8 The employer’s representative responded to the reference to adjudication by taking the position that an adjudicator had no jurisdiction to consider the matter under the Act:

The employer is requesting that this grievance be dismissed and not scheduled for a hearing as the PSLRB has no jurisdiction to hear it. The grievor is an Inspection Manager who is unrepresented by a bargaining agent. His grievance involves the effective date of the implementation of a new classification standard (the IM group) at the Agency and compensation for duties performed as an Inspection Manager prior to the implementation of this standard on April 1, 2005. It does not involve an interpretation of a collective agreement or disciplinary action resulting in a suspension, financial penalty or termination of employment. In addition, there was no allegation of disciplinary action put forward by the grievor at any level of the grievance process nor has the employer taken any disciplinary action against the grievor.

9 A Board registry officer requested that the grievor provide his position in response to the question of jurisdiction raised by the employer. The grievor replied on September 14, 2007:

Previously, there has been no allegation of disciplinary action by me. On review of the matter, I am left to conclude that I am being subject to a de facto disciplinary measure.

I was notified that the matter of my remuneration (classification) had finally been settled. This considered response (cf. Q&A attached) of April 8th, 2005 indicates I had not been performing these assigned duties in my position.

This behaviour, were it true, would be misconduct; hence, the grievance against withholding full pay (the imposition of an unwarranted financial penalty).

10 A Board registry officer acknowledged the grievor’s submission on jurisdiction and informed both parties that the matter should be raised at the outset of an adjudication hearing to be scheduled. The employer’s representative wrote once more to the Board on October 17, 2007, to reiterate the employer’s objection to jurisdiction and to repeat its request that the Board dismiss the grievance without a hearing.

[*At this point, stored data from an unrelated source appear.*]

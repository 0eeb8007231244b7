//! Anchor lookup.
//!
//! An anchor is the nearest ancestor directory holding a marker file. The
//! harness uses two independent anchors: the KCL workspace (`kcl.mod`), which
//! dependency resolution runs against, and the project root (`flake.nix` by
//! default), which test ids are made relative to. Nothing here caches; callers
//! keep the result if they need it again.

use std::path::{Path, PathBuf};

use crate::errors::{HarnessError, Result};

/// Marker of the KCL workspace anchor.
pub const KCL_MARKER: &str = "kcl.mod";

/// Default marker of the project anchor.
pub const PROJECT_MARKER: &str = "flake.nix";

/// Walks upward from `start` until a directory containing `marker` is found.
///
/// A file `start` begins the search at its parent. The search stops at the
/// filesystem root, detected when a directory has no further parent.
pub fn locate(start: &Path, marker: &str) -> Result<PathBuf> {
    let resolved = absolutize(start)?;
    let mut current = if resolved.is_file() {
        match resolved.parent() {
            Some(parent) => parent.to_path_buf(),
            None => resolved.clone(),
        }
    } else {
        resolved.clone()
    };

    loop {
        if current.join(marker).exists() {
            tracing::debug!(marker, anchor = %current.display(), "anchor found");
            return Ok(current);
        }
        match current.parent() {
            Some(parent) if parent != current => current = parent.to_path_buf(),
            _ => {
                return Err(HarnessError::AnchorNotFound {
                    marker: marker.to_string(),
                    start: resolved,
                })
            }
        }
    }
}

/// Locates the KCL workspace anchor above `start`.
pub fn find_kcl_root(start: &Path) -> Result<PathBuf> {
    locate(start, KCL_MARKER)
}

/// Locates the project anchor above `start` using the default marker.
pub fn find_project_root(start: &Path) -> Result<PathBuf> {
    locate(start, PROJECT_MARKER)
}

/// Canonical form of `path`, falling back to [`absolute`] when it does not
/// exist yet.
fn absolutize(path: &Path) -> Result<PathBuf> {
    match path.canonicalize() {
        Ok(canonical) => Ok(canonical),
        Err(_) => absolute(path),
    }
}

/// `path` joined onto the working directory unless it is already absolute.
/// Does not touch the filesystem beyond reading the working directory.
pub fn absolute(path: &Path) -> Result<PathBuf> {
    if path.is_absolute() {
        return Ok(path.to_path_buf());
    }
    let cwd = std::env::current_dir().map_err(|e| HarnessError::io(path, e))?;
    Ok(cwd.join(path))
}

11 The Chairperson of the Board considered the situation and directed that the parties provide written submissions on the following issues:

  • Does this matter fall within the parameters of the Burchill decision?, and if yes;
  • Does the Board have discretion to accept this case based on the application of the Burchill decision, and if yes, should it do so?

Burchill v. Attorney General of Canada, [1981] 1 F.C. 109.

12 The Chairperson has assigned me to determine this matter as an adjudicator, on the basis of the written submissions received from the parties in response to his request.

II.  Written Submissions

A. For the employer

13 Counsel for the employer argued as follows:

Issue #1: Does this matter fall within the parameters of the Burchill decision?

This question is answered in the affirmative.

The grievance filed in this case makes no reference to disciplinary action. At no point during the grievance process was there any suggestion that there had been disciplinary action imposed upon the grievor. The Board has previously been provided with a copy of the grievance and the replies at the respective levels; they are attached for ease of reference.

The grievance is essentially a grievance as to the effective date of conversion to the IM group and/or classification level for a time frame that pre-dates the existence of the IM group.  The corrective action sought relates to the pay rate for the employees converted to the new IM group. The matter being grieved related to a new classification for a group of employees; there is no indication of any disciplinary measure having been imposed upon the grievor as a result of these systemic changes.

The grievor was unsuccessful at final level. As an excluded manager, he was unable to refer the grievance to the Board pursuant to the provisions of s. 209 of the Public Service Labour Relations Act (hereinafter, “PSLRA”). Upon his being advised of this by the Board, the grievor re-filed his grievance using Form 21, and alleged in his cover letter that he had been subject to “a de facto disciplinary measure”.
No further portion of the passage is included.